Exercise directions: State only how many lines below include the string "bind".

Exercise materials:
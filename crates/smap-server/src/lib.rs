//! HTTP server for published smap sitemaps.
//!
//! Serves the files written by `smap generate`:
//! - `GET /sitemap.xml` picks the sitemap by the request's `Host` header,
//!   falling back to the default site for unknown hosts
//! - `GET /sitemaps/{domain}.xml` returns the sitemap of a named domain
//!
//! # Quick Start
//!
//! ```ignore
//! use std::path::PathBuf;
//! use smap_server::{ServerConfig, run_server};
//!
//! #[tokio::main]
//! async fn main() {
//!     let config = ServerConfig {
//!         host: "127.0.0.1".to_owned(),
//!         port: 7980,
//!         sitemap_dir: PathBuf::from("sitemaps"),
//!         default_domain: Some("example.com".to_owned()),
//!         domains: vec!["example.com".to_owned(), "shop.example.com".to_owned()],
//!     };
//!
//!     run_server(config).await.unwrap();
//! }
//! ```

mod app;
mod error;
mod handlers;
mod state;

use std::net::SocketAddr;
use std::path::PathBuf;
use std::str::FromStr;
use std::sync::Arc;

use state::AppState;

/// Server configuration.
#[derive(Clone, Debug)]
pub struct ServerConfig {
    /// Host address to bind to.
    pub host: String,
    /// Port to listen on.
    pub port: u16,
    /// Directory holding `{domain}.xml` files.
    pub sitemap_dir: PathBuf,
    /// Domain served for hosts that are not configured.
    pub default_domain: Option<String>,
    /// Configured site domains.
    pub domains: Vec<String>,
}

impl Default for ServerConfig {
    fn default() -> Self {
        Self {
            host: "127.0.0.1".to_owned(),
            port: 7980,
            sitemap_dir: PathBuf::from("sitemaps"),
            default_domain: None,
            domains: Vec::new(),
        }
    }
}

/// Run the server until Ctrl-C.
///
/// # Errors
///
/// Returns an error if the address is invalid or the server fails to start.
pub async fn run_server(config: ServerConfig) -> Result<(), Box<dyn std::error::Error>> {
    let state = Arc::new(AppState::new(
        config.sitemap_dir.clone(),
        config.default_domain.clone(),
        config.domains.iter().cloned(),
    ));
    let app = app::create_router(state);

    let addr = SocketAddr::from_str(&format!("{}:{}", config.host, config.port))?;
    tracing::info!(
        address = %addr,
        sitemap_dir = %config.sitemap_dir.display(),
        "Starting server"
    );

    let listener = tokio::net::TcpListener::bind(addr).await?;
    axum::serve(listener, app)
        .with_graceful_shutdown(shutdown_signal())
        .await?;

    Ok(())
}

/// Wait for shutdown signal (Ctrl-C).
async fn shutdown_signal() {
    if let Err(e) = tokio::signal::ctrl_c().await {
        tracing::error!(error = %e, "Failed to listen for Ctrl+C, stopping server");
        return;
    }
    tracing::info!("Shutdown signal received, stopping server...");
}

/// Create server configuration from smap config.
#[must_use]
pub fn server_config_from_smap_config(config: &smap_config::Config) -> ServerConfig {
    let default_domain = Some(config.general.domain.clone()).filter(|domain| !domain.is_empty());

    ServerConfig {
        host: config.server.host.clone(),
        port: config.server.port,
        sitemap_dir: config.output_resolved.sitemap_dir.clone(),
        default_domain,
        domains: config.sites().into_iter().map(|site| site.domain).collect(),
    }
}
//! Application state.
//!
//! Shared state for all request handlers.

use std::collections::HashSet;
use std::path::{Path, PathBuf};

/// Application state shared across all handlers.
pub(crate) struct AppState {
    /// Directory holding `{domain}.xml` files.
    sitemap_dir: PathBuf,
    /// Domain served for unknown hosts.
    default_domain: Option<String>,
    /// Configured site domains (lowercase).
    domains: HashSet<String>,
}

impl AppState {
    pub(crate) fn new(
        sitemap_dir: PathBuf,
        default_domain: Option<String>,
        domains: impl IntoIterator<Item = String>,
    ) -> Self {
        Self {
            sitemap_dir,
            default_domain: default_domain.map(|d| d.to_ascii_lowercase()),
            domains: domains.into_iter().map(|d| d.to_ascii_lowercase()).collect(),
        }
    }

    pub(crate) fn sitemap_dir(&self) -> &Path {
        &self.sitemap_dir
    }

    /// Domain whose sitemap answers a request for `host` (a `Host` header
    /// value, possibly with a port).
    pub(crate) fn resolve_domain(&self, host: Option<&str>) -> Option<String> {
        let requested = host.map(normalize_host);
        match requested {
            Some(domain) if self.domains.contains(&domain) => Some(domain),
            _ => self.default_domain.clone(),
        }
    }
}

/// Lowercase host name without port or trailing dot.
fn normalize_host(host: &str) -> String {
    let host = host.trim();
    let name = match host.rsplit_once(':') {
        Some((name, port)) if port.bytes().all(|b| b.is_ascii_digit()) => name,
        _ => host,
    };
    name.trim_end_matches('.').to_ascii_lowercase()
}

#[cfg(test)]
mod tests {
    use super::*;

    fn state() -> AppState {
        AppState::new(
            PathBuf::from("/srv/sitemaps"),
            Some("Example.com".to_owned()),
            ["example.com".to_owned(), "shop.example.com".to_owned()],
        )
    }

    #[test]
    fn test_normalize_host() {
        assert_eq!(normalize_host("Shop.Example.com:8080"), "shop.example.com");
        assert_eq!(normalize_host("example.com."), "example.com");
        assert_eq!(normalize_host(" example.com "), "example.com");
    }

    #[test]
    fn test_resolve_known_host() {
        assert_eq!(
            state().resolve_domain(Some("shop.example.com:443")),
            Some("shop.example.com".to_owned())
        );
    }

    #[test]
    fn test_resolve_unknown_host_falls_back_to_default() {
        assert_eq!(
            state().resolve_domain(Some("www.other.org")),
            Some("example.com".to_owned())
        );
        assert_eq!(state().resolve_domain(None), Some("example.com".to_owned()));
    }

    #[test]
    fn test_resolve_without_default() {
        let state = AppState::new(PathBuf::from("/srv"), None, Vec::new());

        assert_eq!(state.resolve_domain(Some("example.com")), None);
    }
}
//! Multi-site generation run.

use std::path::PathBuf;

use smap_config::SiteConfig;
use smap_content::ContentTree;
use smap_notify::Notifier;

use crate::error::GenerateError;
use crate::generator::SitemapGenerator;
use crate::publish::SitemapPublisher;

/// Result of generating one site.
#[derive(Debug)]
pub struct SiteOutcome {
    /// Site domain.
    pub domain: String,
    /// Written sitemap file, if publication succeeded.
    pub path: Option<PathBuf>,
    /// Number of URL entries written.
    pub urls: usize,
    /// Number of image entries written.
    pub images: usize,
    /// Why the site failed, if it did.
    pub error: Option<GenerateError>,
    /// Notification outcome. `None` when no notification was attempted.
    pub notified: Option<bool>,
}

impl SiteOutcome {
    /// Whether the sitemap was published.
    #[must_use]
    pub fn is_success(&self) -> bool {
        self.error.is_none()
    }
}

/// Outcomes of a generation run, one per site in configuration order.
#[derive(Debug, Default)]
pub struct RunReport {
    /// Per-site outcomes.
    pub sites: Vec<SiteOutcome>,
}

impl RunReport {
    /// Whether any site failed.
    #[must_use]
    pub fn has_failures(&self) -> bool {
        self.sites.iter().any(|site| !site.is_success())
    }

    /// Sites that failed.
    pub fn failures(&self) -> impl Iterator<Item = &SiteOutcome> {
        self.sites.iter().filter(|site| !site.is_success())
    }
}

/// Generate and publish the sitemap of every site.
///
/// Sites are processed in order. A failing site is recorded in the report and
/// does not stop the run. When `should_notify` is set, the notifier is called
/// once for every site that was published successfully.
pub fn run(
    sites: &[SiteConfig],
    tree: &dyn ContentTree,
    publisher: &SitemapPublisher,
    notifier: &dyn Notifier,
    should_notify: bool,
) -> RunReport {
    let generator = SitemapGenerator::new(tree, sites);
    let mut report = RunReport::default();

    for site in sites {
        let mut outcome = SiteOutcome {
            domain: site.domain.clone(),
            path: None,
            urls: 0,
            images: 0,
            error: None,
            notified: None,
        };

        let published = generator.build(site).and_then(|document| {
            let path = publisher.publish(&site.domain, &document)?;
            Ok((document, path))
        });

        match published {
            Ok((document, path)) => {
                outcome.urls = document.urls.len();
                outcome.images = document.image_count();
                outcome.path = Some(path);
                tracing::info!(
                    domain = %site.domain,
                    urls = outcome.urls,
                    images = outcome.images,
                    "Sitemap published"
                );

                if should_notify {
                    outcome.notified = Some(notifier.notify(&site.base_url()));
                }
            }
            Err(e) => {
                tracing::warn!(domain = %site.domain, error = %e, "Sitemap generation failed");
                outcome.error = Some(e);
            }
        }

        report.sites.push(outcome);
    }

    report
}

#[cfg(test)]
mod tests {
    use std::cell::RefCell;

    use pretty_assertions::assert_eq;
    use smap_config::Protocol;
    use smap_content::{ContentNode, MockContentTree};
    use tempfile::TempDir;

    use super::*;

    /// Records notified base URLs and answers with a fixed outcome.
    struct RecordingNotifier {
        accept: bool,
        calls: RefCell<Vec<String>>,
    }

    impl RecordingNotifier {
        fn new(accept: bool) -> Self {
            Self {
                accept,
                calls: RefCell::new(Vec::new()),
            }
        }
    }

    impl Notifier for RecordingNotifier {
        fn notify(&self, site_base_url: &str) -> bool {
            self.calls.borrow_mut().push(site_base_url.to_owned());
            self.accept
        }
    }

    fn site(root_id: u64, domain: &str, protocol: Protocol) -> SiteConfig {
        SiteConfig {
            root_id,
            root_path: String::new(),
            protocol,
            domain: domain.to_owned(),
        }
    }

    fn tree() -> MockContentTree {
        MockContentTree::new()
            .with_root(ContentNode::page(1, "/"))
            .with_child(1, ContentNode::page(2, "/about"))
            .with_root(ContentNode::page(5, "/"))
    }

    #[test]
    fn test_run_publishes_every_site() {
        let dir = TempDir::new().unwrap();
        let publisher = SitemapPublisher::new(dir.path());
        let notifier = RecordingNotifier::new(true);
        let sites = [
            site(1, "example.com", Protocol::Https),
            site(5, "shop.example.com", Protocol::Https),
        ];

        let report = run(&sites, &tree(), &publisher, &notifier, false);

        assert!(!report.has_failures());
        let summary: Vec<(&str, usize, Option<bool>)> = report
            .sites
            .iter()
            .map(|s| (s.domain.as_str(), s.urls, s.notified))
            .collect();
        assert_eq!(
            summary,
            vec![("example.com", 2, None), ("shop.example.com", 1, None)]
        );
        assert!(dir.path().join("example.com.xml").exists());
        assert!(dir.path().join("shop.example.com.xml").exists());
        assert!(notifier.calls.borrow().is_empty());
    }

    #[test]
    fn test_run_notifies_with_site_protocol() {
        let dir = TempDir::new().unwrap();
        let publisher = SitemapPublisher::new(dir.path());
        let notifier = RecordingNotifier::new(false);
        let sites = [
            site(1, "example.com", Protocol::Https),
            site(5, "shop.example.com", Protocol::Http),
        ];

        let report = run(&sites, &tree(), &publisher, &notifier, true);

        assert!(!report.has_failures());
        assert_eq!(report.sites[0].notified, Some(false));
        assert_eq!(
            *notifier.calls.borrow(),
            vec!["https://example.com", "http://shop.example.com"]
        );
    }

    #[test]
    fn test_run_continues_after_failed_site() {
        let dir = TempDir::new().unwrap();
        let publisher = SitemapPublisher::new(dir.path());
        let notifier = RecordingNotifier::new(true);
        let sites = [
            site(99, "missing.example.com", Protocol::Https),
            site(1, "example.com", Protocol::Https),
        ];

        let report = run(&sites, &tree(), &publisher, &notifier, true);

        assert!(report.has_failures());
        let failed: Vec<&str> = report.failures().map(|s| s.domain.as_str()).collect();
        assert_eq!(failed, vec!["missing.example.com"]);
        assert!(matches!(
            report.sites[0].error,
            Some(GenerateError::RootNotFound { root_id: 99, .. })
        ));
        assert_eq!(report.sites[0].notified, None);
        assert_eq!(report.sites[0].path, None);

        assert!(report.sites[1].is_success());
        assert_eq!(report.sites[1].notified, Some(true));
        assert_eq!(*notifier.calls.borrow(), vec!["https://example.com"]);
        assert!(!dir.path().join("missing.example.com.xml").exists());
    }

    #[test]
    fn test_run_write_failure_is_per_site() {
        let dir = TempDir::new().unwrap();
        let publisher = SitemapPublisher::new(dir.path().join("missing"));
        let notifier = RecordingNotifier::new(true);
        let sites = [site(1, "example.com", Protocol::Https)];

        let report = run(&sites, &tree(), &publisher, &notifier, true);

        assert!(matches!(report.sites[0].error, Some(GenerateError::Publish(_))));
        assert!(notifier.calls.borrow().is_empty());
    }

    #[test]
    fn test_run_without_sites() {
        let dir = TempDir::new().unwrap();
        let publisher = SitemapPublisher::new(dir.path());
        let notifier = RecordingNotifier::new(true);

        let report = run(&[], &tree(), &publisher, &notifier, true);

        assert!(report.sites.is_empty());
        assert!(!report.has_failures());
        assert_eq!(std::fs::read_dir(dir.path()).unwrap().count(), 0);
    }
}
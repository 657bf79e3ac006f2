//! Router construction.

use std::sync::Arc;

use axum::Router;
use axum::http::{HeaderValue, header};
use axum::routing::get;
use tower::ServiceBuilder;
use tower_http::set_header::SetResponseHeaderLayer;
use tower_http::trace::TraceLayer;

use crate::handlers;
use crate::state::AppState;

/// Create the application router.
///
/// Every response, including errors, carries `X-Content-Type-Options:
/// nosniff` so browsers never reinterpret a sitemap as HTML.
pub(crate) fn create_router(state: Arc<AppState>) -> Router {
    Router::new()
        .route("/sitemap.xml", get(handlers::sitemap::get_host_sitemap))
        .route("/sitemaps/{file}", get(handlers::sitemap::get_domain_sitemap))
        .layer(
            ServiceBuilder::new()
                .layer(TraceLayer::new_for_http())
                .layer(SetResponseHeaderLayer::overriding(
                    header::X_CONTENT_TYPE_OPTIONS,
                    HeaderValue::from_static("nosniff"),
                )),
        )
        .with_state(state)
}
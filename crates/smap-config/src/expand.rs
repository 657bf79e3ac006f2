//! `${VAR}` expansion in configuration strings.
//!
//! `${VAR}` must be set; `${VAR:-default}` falls back to `default`. A bare
//! `$VAR` is left alone, since URLs and host patterns may contain `$`.

use crate::ConfigError;

/// Expand `${...}` references in `value` from the process environment.
///
/// `field` names the configuration key for error messages.
pub(crate) fn expand_env(value: &str, field: &str) -> Result<String, ConfigError> {
    expand_with(value, field, |var| std::env::var(var).ok())
}

/// Expand `${...}` references in `value`, resolving variables with `lookup`.
fn expand_with(
    value: &str,
    field: &str,
    lookup: impl Fn(&str) -> Option<String>,
) -> Result<String, ConfigError> {
    if !value.contains("${") {
        return Ok(value.to_owned());
    }

    shellexpand::env_with_context(value, |var| lookup(var).map(Some).ok_or(Unset))
        .map(std::borrow::Cow::into_owned)
        .map_err(|e| ConfigError::EnvVar {
            field: field.to_owned(),
            message: format!("${{{}}} not set", e.var_name),
        })
}

/// Lookup failure marker; the variable name travels in `shellexpand::LookupError`.
#[derive(Debug)]
struct Unset;

#[cfg(test)]
mod tests {
    use std::collections::HashMap;

    use pretty_assertions::assert_eq;

    use super::*;

    fn expand(value: &str) -> Result<String, ConfigError> {
        let vars: HashMap<&str, &str> =
            HashMap::from([("SITE_DOMAIN", "example.com"), ("PING_HOST", "ping.example.com")]);
        expand_with(value, "general.domain", |var| {
            vars.get(var).map(|v| (*v).to_owned())
        })
    }

    #[test]
    fn test_literal_unchanged() {
        assert_eq!(expand("shop.example.com").unwrap(), "shop.example.com");
    }

    #[test]
    fn test_expand_set_var() {
        assert_eq!(expand("${SITE_DOMAIN}").unwrap(), "example.com");
        assert_eq!(
            expand("https://${PING_HOST}/ping").unwrap(),
            "https://ping.example.com/ping"
        );
    }

    #[test]
    fn test_default_used_when_unset() {
        assert_eq!(expand("${UNSET:-fallback.example.com}").unwrap(), "fallback.example.com");
        assert_eq!(expand("${SITE_DOMAIN:-other.example.com}").unwrap(), "example.com");
    }

    #[test]
    fn test_missing_var_error_names_field_and_var() {
        let err = expand("${UNSET}").unwrap_err();

        assert!(matches!(err, ConfigError::EnvVar { .. }));
        assert_eq!(
            err.to_string(),
            "Environment variable error in general.domain: ${UNSET} not set"
        );
    }

    #[test]
    fn test_bare_dollar_not_expanded() {
        assert_eq!(expand("$SITE_DOMAIN").unwrap(), "$SITE_DOMAIN");
    }

    #[test]
    fn test_process_environment() {
        assert_eq!(expand_env("${SMAP_SURELY_UNSET_VAR:-x}", "server.host").unwrap(), "x");
    }
}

Solution for this task: 2